Collected data entries:
^^^^^^^^^^^^^^^^
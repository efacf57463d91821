//! Core library for the `weatherbot` slash-command bot.
//!
//! This crate defines:
//! - Configuration & credentials handling
//! - Location resolution and forecast retrieval (OpenWeatherMap)
//! - Reply formatting for the overview, rain and wind commands
//! - The per-invocation command pipeline
//!
//! It is used by the `weatherbot` binary, but any chat host can drive
//! [`WeatherBot`] through [`ReplySink`].

pub mod bot;
pub mod config;
pub mod error;
pub mod model;
pub mod present;
pub mod provider;

pub use bot::{Command, Invocation, Reply, ReplySink, WeatherBot};
pub use config::{Config, Credentials, Endpoints};
pub use error::{QueryError, WeatherError};
pub use model::{CurrentConditions, ForecastPayload, GeoCoordinate, HourlySlot, LocationQuery};
pub use present::{Embed, EmbedField};
pub use provider::{ForecastFetcher, LocationResolver, openweather::OpenWeatherProvider};
//! Binary crate for the `weatherbot` command.
//!
//! This crate focuses on:
//! - Parsing CLI arguments
//! - Interactive configuration
//! - A console host that stands in for the chat platform
//! - Human-friendly output formatting

use clap::Parser;

mod cli;
mod console;
mod render;

#[tokio::main]
async fn main() -> anyhow::Result<()> {
    dotenv::dotenv().ok();
    init_tracing();

    let cmd = cli::Cli::parse();
    cmd.run().await
}

fn init_tracing() {
    tracing_subscriber::fmt()
        .with_env_filter(
            tracing_subscriber::EnvFilter::try_from_default_env()
                .unwrap_or_else(|_| tracing_subscriber::EnvFilter::new("info")),
        )
        .with_writer(std::io::stderr)
        .init();
}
^^^^^^^^^^^^^^^^
Pull out all lines containing the word "present" from the entries above.

- EXPECTED OUTPUT
pub mod present;
pub use present::{Embed, EmbedField};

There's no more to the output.